B. Un droit de visite conditionné révélateur d’une situation préoccupante
Le tribunal accorde au père un droit de visite « les samedis des semaines paires, de 10 heures à 18 heures, au domicile » du grand-père maternel « et en sa présence ». Cette formulation appelle plusieurs observations.
Le droit de visite s’exerce sans hébergement. L’enfant n’est jamais confiée à son père pour une nuit. Cette restriction importante suggère que des circonstances particulières, non explicitées dans le dispositif, ont conduit le juge à écarter toute période d’hébergement. Le droit de visite se trouve ainsi limité à huit heures tous les quinze jours.

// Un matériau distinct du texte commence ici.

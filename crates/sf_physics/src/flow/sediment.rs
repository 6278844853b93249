// crates/sf_physics/src/flow/sediment.rs

//! 推移质输运
//!
//! # 变化率
//!
//! 冲刷率由输沙能力策略给出（含上游旁通），淤积率为全部上游河段冲刷率之和。
//! 边界河段默认保留原有冲刷率，上游边界的来沙由初始状态或修正器决定。
//!
//! # 时间步长
//!
//! 取以下各项的最小值：
//!
//! - 最大时间步长与距结束时刻的剩余时间
//! - 非边界河段：活动层体积 × 允许侵蚀比例 / 冲刷率（次表层有泥沙时）
//! - 启用坡度保护时：相对床面坡度变化上限 × 坡度 / 坡度变化率
//!
//! # 变化量
//!
//! 变化量 = 变化率 × 步长，按扫描顺序换算为单位床面面积。非边界河段的冲刷
//! 不得超过先淤积后活动层中可用的量，未兑现的冲刷从下游河段的淤积中扣除。
//! 只有非边界河段的地层与高程发生变化：
//!
//! ```text
//! Δz = (淤积 - 冲刷) / (1 - 孔隙率)      （单位床面面积）
//! ```

use super::{FlowContext, FlowMethods, FlowProcess};
use crate::capacity::{compute_erosion_rates, CapacityContext, CapacityMethod, TraversalMode};
use crate::grains::Grains;
use crate::modifiers::FlowCategory;
use crate::network::RiverNetwork;
use crate::parameters::OverallParameters;
use crate::reach::Reach;
use serde::{Deserialize, Serialize};
use sf_foundation::{ensure, ReachIndex, SfError, SfResult, SUBSURFACE_VOLUME_EPS};

/// 推移质输运参数
#[derive(Debug, Clone, PartialEq, Serialize, Deserialize)]
pub struct BedloadParams {
    /// 边界河段是否也由输沙能力更新冲刷率
    #[serde(default)]
    pub update_erosion_rates_in_margins: bool,
    /// 是否限制步长以避免床面坡度变为零或负
    #[serde(default)]
    pub prevent_zero_or_negative_bed_slopes: bool,
    /// 每步允许的相对床面坡度变化
    #[serde(default = "default_max_relative_slope_change")]
    pub maximum_relative_bed_slope_change: f64,
}

fn default_max_relative_slope_change() -> f64 {
    0.5
}

impl Default for BedloadParams {
    fn default() -> Self {
        Self {
            update_erosion_rates_in_margins: false,
            prevent_zero_or_negative_bed_slopes: false,
            maximum_relative_bed_slope_change: default_max_relative_slope_change(),
        }
    }
}

impl BedloadParams {
    /// 验证参数
    pub fn validate(&self) -> SfResult<()> {
        ensure!(
            self.maximum_relative_bed_slope_change > 0.0,
            SfError::invalid_config(
                "maximum_relative_bed_slope_change",
                self.maximum_relative_bed_slope_change,
                "必须为正"
            )
        );
        Ok(())
    }
}

/// 推移质输运过程
#[derive(Debug, Clone, PartialEq)]
pub struct BedloadTransport {
    capacity: CapacityMethod,
    traversal: TraversalMode,
    params: BedloadParams,
}

impl BedloadTransport {
    /// 创建
    pub fn new(capacity: CapacityMethod, traversal: TraversalMode, params: BedloadParams) -> Self {
        Self {
            capacity,
            traversal,
            params,
        }
    }

    /// 由流动方法组合创建
    pub fn from_methods(methods: &FlowMethods) -> Self {
        Self::new(methods.capacity.clone(), methods.traversal, methods.bedload.clone())
    }

    /// 输沙能力方法
    #[inline]
    pub fn capacity(&self) -> &CapacityMethod {
        &self.capacity
    }

    /// 遍历方式
    #[inline]
    pub fn traversal(&self) -> TraversalMode {
        self.traversal
    }

    /// 输运参数
    #[inline]
    pub fn params(&self) -> &BedloadParams {
        &self.params
    }

    // ========================================================================
    // 时间步长
    // ========================================================================

    /// 计算本步时间步长
    pub fn time_step(&self, network: &RiverNetwork, params: &OverallParameters) -> f64 {
        let remaining = params.end_time - params.elapsed_seconds;
        let mut dt = params.max_time_step.min(remaining);

        for reach in network.reaches().iter().filter(|r| !r.is_margin()) {
            if let Some(limit) = active_layer_limit(reach, params.max_fraction_of_active_layer_eroded) {
                dt = dt.min(limit);
            }
            if self.params.prevent_zero_or_negative_bed_slopes {
                if let Some(d) = reach.downstream() {
                    let limit = slope_change_limit(
                        reach,
                        &network[d],
                        params.pore_volume_fraction,
                        self.params.maximum_relative_bed_slope_change,
                    );
                    if let Some(limit) = limit {
                        dt = dt.min(limit);
                    }
                }
            }
        }
        dt
    }

    // ========================================================================
    // 变化量
    // ========================================================================

    /// 变化量 = 变化率 × 步长（体积）
    pub fn compute_changes(&self, network: &mut RiverNetwork, time_step: f64) {
        for reach in network.reaches_mut() {
            reach.erosion = &reach.erosion_rate * time_step;
            reach.deposition = &reach.deposition_rate * time_step;
        }
    }

    /// 按扫描顺序换算为单位床面面积并限制冲刷
    pub fn hand_down_changes(&self, network: &mut RiverNetwork) {
        let order = network.flow_order().to_vec();
        for idx in order {
            let unfulfilled = limit_erosion(&mut network[idx]);
            if let Some(d) = network[idx].downstream() {
                network[d].deposition.subtract(&unfulfilled);
            }
        }
    }

    /// 把变化量应用到非边界河段
    pub fn apply_changes(&self, network: &mut RiverNetwork, params: &OverallParameters) {
        let solid = 1.0 - params.pore_volume_fraction;
        for reach in network.reaches_mut().iter_mut().filter(|r| !r.is_margin()) {
            reach.strata.deposit(&reach.deposition);
            let eroded = reach.strata.erode(&reach.erosion);
            let increment = reach.deposition.overall_volume() - eroded.overall_volume();
            reach.elevation += increment / solid;
        }
    }
}

impl FlowProcess for BedloadTransport {
    fn category(&self) -> FlowCategory {
        FlowCategory::Sediment
    }

    fn calculate_change_rates(
        &self,
        network: &mut RiverNetwork,
        ctx: &FlowContext<'_>,
    ) -> SfResult<()> {
        let capacity_ctx = CapacityContext::new(ctx.params, self.traversal);
        compute_erosion_rates(
            &self.capacity,
            network,
            &capacity_ctx,
            self.params.update_erosion_rates_in_margins,
        )
    }

    fn hand_down_change_rate(&self, network: &mut RiverNetwork, idx: ReachIndex) {
        let mut rate = Grains::zeros_like(&network[idx].deposition_rate);
        for &up in network[idx].upstream() {
            rate += &network[up].erosion_rate;
        }
        network[idx].deposition_rate = rate;
    }
}

// ============================================================================
// 辅助函数
// ============================================================================

/// 体积换算为单位床面面积；面积为零时为零
fn per_unit_bed_surface(volume: &Grains, bed_area: f64) -> Grains {
    if bed_area > 0.0 {
        volume * (1.0 / bed_area)
    } else {
        Grains::zeros_like(volume)
    }
}

/// 换算河段变化量并限制冲刷，返回未兑现的冲刷体积
fn limit_erosion(reach: &mut Reach) -> Grains {
    let area = reach.bed_area();
    let requested = reach.erosion.clone();
    reach.deposition = per_unit_bed_surface(&reach.deposition, area);
    reach.erosion = per_unit_bed_surface(&reach.erosion, area);

    if reach.is_margin() {
        return Grains::zeros_like(&requested);
    }
    reach.erosion = reach
        .strata
        .potential_erosion(&reach.deposition, &reach.erosion);
    let mut unfulfilled = requested;
    unfulfilled.subtract(&(&reach.erosion * area));
    unfulfilled
}

/// 活动层侵蚀限制的步长
fn active_layer_limit(reach: &Reach, max_fraction: f64) -> Option<f64> {
    let below = reach.strata.layer(1)?.overall_volume();
    if below <= SUBSURFACE_VOLUME_EPS {
        return None;
    }
    let rate = reach.erosion_rate.overall_volume();
    let area = reach.bed_area();
    if rate <= 0.0 || area <= 0.0 {
        return None;
    }
    Some(reach.strata.active_thickness() * max_fraction / (rate / area))
}

/// 床面坡度保护限制的步长
fn slope_change_limit(
    reach: &Reach,
    downstream: &Reach,
    porosity: f64,
    max_relative_change: f64,
) -> Option<f64> {
    let slope = (reach.elevation - downstream.elevation) / reach.length;
    if slope <= 0.0 {
        return None;
    }
    let (local_area, down_area) = (reach.bed_area(), downstream.bed_area());
    if local_area <= 0.0 || down_area <= 0.0 {
        return None;
    }
    let net = |r: &Reach| r.deposition_rate.overall_volume() - r.erosion_rate.overall_volume();
    let rate = ((net(reach) / local_area - net(downstream) / down_area) / reach.length).abs()
        / (1.0 - porosity);
    if rate <= 0.0 {
        return None;
    }
    Some(max_relative_change * slope / rate)
}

La présence obligatoire du grand-père maternel constitue une forme de surveillance parentale atypique. Le juge n’a pas ordonné un droit de visite médiatisé qui se serait exercé dans un espace de rencontre désigné par le juge conformément à l’article 373-2-1 du code civil. Il a préféré confier cette fonction de tiers à un membre de la famille maternelle. Cette solution présente l’avantage de maintenir un cadre familial plutôt qu’institutionnel, mais elle place le père dans une position de dépendance vis-à-vis de la famille de son ex-épouse.
Le jugement impose en outre au père de « faire connaître » sa « volonté d’exercer son droit, dans un délai de 7 jours avant chaque fin de semaine ». À défaut, il « perdra le bénéfice de l’exercice de son droit pour ce jour là ». Cette obligation de confirmation préalable, assortie d’une sanction automatique, traduit une certaine méfiance du juge quant à la régularité de l’investissement paternel.
La dispense de contribution à l’entretien de l’enfant vient compléter ce tableau. Le tribunal « constate l’impossibilité pour » l’époux « de contribuer à l’entretien et à l’éducation de l’enfant et l’en dispense jusqu’à retour à meilleure fortune ». Cette formule, empruntée à la pratique judiciaire, suspend l’obligation alimentaire sans l’éteindre. Elle révèle une situation économique précaire du père, bénéficiaire par ailleurs de l’aide juridictionnelle totale.
Ce jugement illustre ainsi la complexité des situations familiales que le juge aux affaires familiales doit appréhender. Le prononcé du divorce pour faute exclusive n’empêche pas le maintien d’un lien entre le père et l’enfant, mais ce lien se trouve organisé selon des modalités très encadrées. La portée de cette décision demeure toutefois limitée à l’espèce, les circonstances particulières ayant conduit à ces restrictions n’étant pas connues. L’absence de tout droit d’hébergement et la présence imposée d’un tiers lors des visites constituent des mesures qui devront nécessairement évoluer avec le temps, l’intérêt de l’enfant commandant que les relations avec chacun de ses parents puissent se développer dans un cadre progressivement élargi.